**What to produce**
Which lines in the data below contain the string "DeliveryError"? Show each one.

**Records supplied**
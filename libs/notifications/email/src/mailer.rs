//! Bounded-retry delivery on top of an [`EmailSender`].
//!
//! Every attempt is followed by a fixed delay, and the whole sequence is
//! cancellable through the shared shutdown channel. A notification whose
//! attempts run out is dropped by the caller; there is no redelivery.

use std::sync::Arc;
use std::time::Duration;

use eyre::eyre;
use thiserror::Error;
use tokio::sync::watch;

use crate::entity::Notification;
use crate::sender::EmailSender;

/// How many attempts to make and how long to wait between them.
#[derive(Debug, Clone, Copy)]
pub struct RetryPolicy {
    pub attempts: u32,
    pub delay: Duration,
}

impl Default for RetryPolicy {
    fn default() -> Self {
        Self {
            attempts: 3,
            delay: Duration::from_secs(2),
        }
    }
}

#[derive(Debug, Error)]
pub enum DeliveryError {
    #[error("delivery cancelled by shutdown")]
    Cancelled,

    #[error("all {attempts} delivery attempts failed: {last_error}")]
    AttemptsExhausted {
        attempts: u32,
        last_error: eyre::Report,
    },
}

/// Drives an [`EmailSender`] with a fixed retry schedule.
pub struct Mailer<S> {
    sender: Arc<S>,
    policy: RetryPolicy,
    shutdown: watch::Receiver<bool>,
}

impl<S: EmailSender> Mailer<S> {
    pub fn new(sender: Arc<S>, policy: RetryPolicy, shutdown: watch::Receiver<bool>) -> Self {
        Self {
            sender,
            policy,
            shutdown,
        }
    }

    /// Attempts delivery until it succeeds, the attempt budget runs out,
    /// or shutdown is signalled. Shutdown is checked before every attempt
    /// and interrupts the inter-attempt delay.
    pub async fn deliver(&self, notification: &Notification) -> Result<(), DeliveryError> {
        let mut shutdown = self.shutdown.clone();
        let mut last_error: Option<eyre::Report> = None;

        for attempt in 1..=self.policy.attempts {
            if *shutdown.borrow() {
                return Err(DeliveryError::Cancelled);
            }

            match self.sender.send(notification).await {
                Ok(()) => {
                    tracing::debug!(attempt, "Notification delivered");
                    return Ok(());
                }
                Err(err) => {
                    tracing::warn!(
                        sender = self.sender.name(),
                        attempt,
                        max_attempts = self.policy.attempts,
                        error = %err,
                        "Delivery attempt failed"
                    );
                    last_error = Some(err);
                }
            }

            if attempt < self.policy.attempts {
                self.wait_or_cancel(&mut shutdown).await?;
            }
        }

        Err(DeliveryError::AttemptsExhausted {
            attempts: self.policy.attempts,
            last_error: last_error.unwrap_or_else(|| eyre!("retry policy allows zero attempts")),
        })
    }

    async fn wait_or_cancel(
        &self,
        shutdown: &mut watch::Receiver<bool>,
    ) -> Result<(), DeliveryError> {
        let sleep = tokio::time::sleep(self.policy.delay);
        tokio::pin!(sleep);

        loop {
            tokio::select! {
                _ = &mut sleep => return Ok(()),
                changed = shutdown.changed() => match changed {
                    Ok(()) if *shutdown.borrow() => return Err(DeliveryError::Cancelled),
                    Ok(()) => continue,
                    Err(_) => return Err(DeliveryError::Cancelled),
                },
            }
        }
    }
}

#[cfg(test)]
mod tests {
    use super::*;
    use crate::entity::Recipient;
    use crate::sender::MockSender;
    use tokio::time::Instant;

    fn notification() -> Notification {
        Notification {
            from_name: "ops".into(),
            to_list: vec![Recipient {
                email_addr: "a@b.com".into(),
                user_name: "A".into(),
            }],
            subject: "hi".into(),
            body: "hello".into(),
        }
    }

    fn channel() -> (watch::Sender<bool>, watch::Receiver<bool>) {
        watch::channel(false)
    }

    #[tokio::test(start_paused = true)]
    async fn delivers_on_first_attempt() {
        let sender = Arc::new(MockSender::new());
        let (_tx, rx) = channel();
        let mailer = Mailer::new(sender.clone(), RetryPolicy::default(), rx);

        let started = Instant::now();
        mailer.deliver(&notification()).await.unwrap();

        assert_eq!(sender.send_count(), 1);
        assert_eq!(sender.sent().len(), 1);
        assert_eq!(started.elapsed(), Duration::ZERO);
    }

    #[tokio::test(start_paused = true)]
    async fn retries_then_succeeds() {
        let sender = Arc::new(MockSender::failing_times(2));
        let (_tx, rx) = channel();
        let mailer = Mailer::new(sender.clone(), RetryPolicy::default(), rx);

        let started = Instant::now();
        mailer.deliver(&notification()).await.unwrap();

        assert_eq!(sender.send_count(), 3);
        assert!(sender.was_sent_to("a@b.com"));
        // Two inter-attempt delays of 2s each.
        assert_eq!(started.elapsed(), Duration::from_secs(4));
    }

    #[tokio::test(start_paused = true)]
    async fn exhausts_attempts_and_reports_last_error() {
        let sender = Arc::new(MockSender::always_failing("relay refused"));
        let (_tx, rx) = channel();
        let mailer = Mailer::new(sender.clone(), RetryPolicy::default(), rx);

        let err = mailer.deliver(&notification()).await.unwrap_err();

        assert_eq!(sender.send_count(), 3);
        match err {
            DeliveryError::AttemptsExhausted {
                attempts,
                last_error,
            } => {
                assert_eq!(attempts, 3);
                assert!(last_error.to_string().contains("relay refused"));
            }
            other => panic!("unexpected error: {other:?}"),
        }
    }

    #[tokio::test(start_paused = true)]
    async fn cancel_before_first_attempt_skips_sending() {
        let sender = Arc::new(MockSender::new());
        let (tx, rx) = channel();
        tx.send(true).unwrap();
        let mailer = Mailer::new(sender.clone(), RetryPolicy::default(), rx);

        let err = mailer.deliver(&notification()).await.unwrap_err();

        assert!(matches!(err, DeliveryError::Cancelled));
        assert_eq!(sender.send_count(), 0);
    }

    #[tokio::test(start_paused = true)]
    async fn cancel_interrupts_the_retry_delay() {
        let sender = Arc::new(MockSender::always_failing("down"));
        let (tx, rx) = channel();
        let mailer = Mailer::new(sender.clone(), RetryPolicy::default(), rx);

        let handle = tokio::spawn({
            let n = notification();
            async move { mailer.deliver(&n).await }
        });

        // Let the first attempt fail and the delay begin, then signal.
        tokio::time::sleep(Duration::from_millis(10)).await;
        tx.send(true).unwrap();

        let err = handle.await.unwrap().unwrap_err();
        assert!(matches!(err, DeliveryError::Cancelled));
        assert_eq!(sender.send_count(), 1);
    }
}
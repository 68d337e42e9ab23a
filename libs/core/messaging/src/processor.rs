//! Processor trait: what the worker does with each dequeued job.

use async_trait::async_trait;

/// Handles one dequeued job.
///
/// By the time a processor sees a job the message has already been
/// acknowledged, so returning an error does not requeue anything; the
/// worker logs the failure and moves on. Any retry policy (and there is
/// one, for email delivery) lives inside the processor.
#[async_trait]
pub trait Processor<J>: Send + Sync {
    /// Process a job. Errors are terminal for the message.
    async fn process(&self, job: J) -> eyre::Result<()>;

    /// Processor name, for logging.
    fn name(&self) -> &'static str;
}

// Lets callers share one processor between the worker and their own
// handles (call counters in tests, metrics elsewhere).
#[async_trait]
impl<J, P> Processor<J> for std::sync::Arc<P>
where
    J: Send + 'static,
    P: Processor<J> + ?Sized,
{
    async fn process(&self, job: J) -> eyre::Result<()> {
        (**self).process(job).await
    }

    fn name(&self) -> &'static str {
        (**self).name()
    }
}

/// A processor that accepts everything. For tests.
#[derive(Debug, Clone, Default)]
pub struct NoOpProcessor;

#[async_trait]
impl<J: Send + 'static> Processor<J> for NoOpProcessor {
    async fn process(&self, _job: J) -> eyre::Result<()> {
        Ok(())
    }

    fn name(&self) -> &'static str {
        "noop_processor"
    }
}

/// A processor that rejects everything. For tests.
#[derive(Debug, Clone)]
pub struct FailingProcessor {
    message: String,
}

impl FailingProcessor {
    pub fn new(message: impl Into<String>) -> Self {
        Self {
            message: message.into(),
        }
    }
}

#[async_trait]
impl<J: Send + 'static> Processor<J> for FailingProcessor {
    async fn process(&self, _job: J) -> eyre::Result<()> {
        Err(eyre::eyre!(self.message.clone()))
    }

    fn name(&self) -> &'static str {
        "failing_processor"
    }
}
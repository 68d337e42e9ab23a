//! Delivery boundary. `EmailSender` is the capability the retry layer
//! drives; `SmtpSender` is the production adapter and `MockSender` the
//! test double.

mod mock;
mod smtp;

use async_trait::async_trait;

use crate::entity::Notification;

pub use mock::MockSender;
pub use smtp::{SmtpConfig, SmtpSender};

/// A single delivery attempt against some transport.
///
/// Implementations must not retry internally; bounded retry belongs to
/// [`crate::Mailer`].
#[async_trait]
pub trait EmailSender: Send + Sync {
    async fn send(&self, notification: &Notification) -> eyre::Result<()>;

    /// Adapter name, for logging.
    fn name(&self) -> &'static str;
}
//! Durable notification queue over NATS JetStream.
//!
//! This library is the asynchronous boundary of the notification service:
//! the intake side appends validated requests to a durable, work-queue
//! retained stream; an independent consumer loop pulls bounded batches
//! and drives delivery.
//!
//! # Architecture
//!
//! ```text
//! ┌────────────────┐     ┌─────────────────────┐     ┌────────────────┐
//! │   Publisher    │────▶│   NATS JetStream    │────▶│     Worker     │
//! │ (HTTP intake)  │     │ (work-queue stream) │     │  (pull batch)  │
//! └────────────────┘     └─────────────────────┘     └────────────────┘
//!                                                            │
//!                                                            ▼
//!                                                    ┌────────────────┐
//!                                                    │   Processor    │
//!                                                    │ (your delivery)│
//!                                                    └────────────────┘
//! ```
//!
//! # Semantics
//!
//! - **At-most-once past the queue**: the worker acknowledges every
//!   fetched message *before* processing it. Work-queue retention then
//!   drops the message from the stream, so a processing failure is
//!   terminal (logged, never redelivered). Delivery retries belong to
//!   the [`Processor`], in-process.
//! - **Trace continuity**: [`Publisher::publish`] injects a
//!   [`TraceContext`] into the message headers; the worker extracts it
//!   and tags every log line for that message with the same trace id.
//! - **Cooperative shutdown**: [`Worker::run`] observes a
//!   `tokio::sync::watch` flag between iterations and returns once it
//!   flips, without interrupting an in-flight fetch.

mod config;
mod consumer;
mod error;
mod processor;
mod publisher;
mod stream;
mod trace;
mod worker;

pub use config::{StreamConfig, WorkerConfig};
pub use consumer::{PullConsumer, QueuedMessage, Subscription};
pub use error::{PublishError, QueueError};
pub use processor::{FailingProcessor, NoOpProcessor, Processor};
pub use publisher::Publisher;
pub use stream::ensure_stream;
pub use trace::{TraceContext, SAMPLED_HEADER, SPAN_ID_HEADER, TRACE_ID_HEADER};
pub use worker::Worker;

**Answer to this exercise**
pub enum DeliveryError {
    pub async fn deliver(&self, notification: &Notification) -> Result<(), DeliveryError> {
                return Err(DeliveryError::Cancelled);
        Err(DeliveryError::AttemptsExhausted {
    ) -> Result<(), DeliveryError> {
                    Ok(()) if *shutdown.borrow() => return Err(DeliveryError::Cancelled),
                    Err(_) => return Err(DeliveryError::Cancelled),
            DeliveryError::AttemptsExhausted {
        assert!(matches!(err, DeliveryError::Cancelled));
        assert!(matches!(err, DeliveryError::Cancelled));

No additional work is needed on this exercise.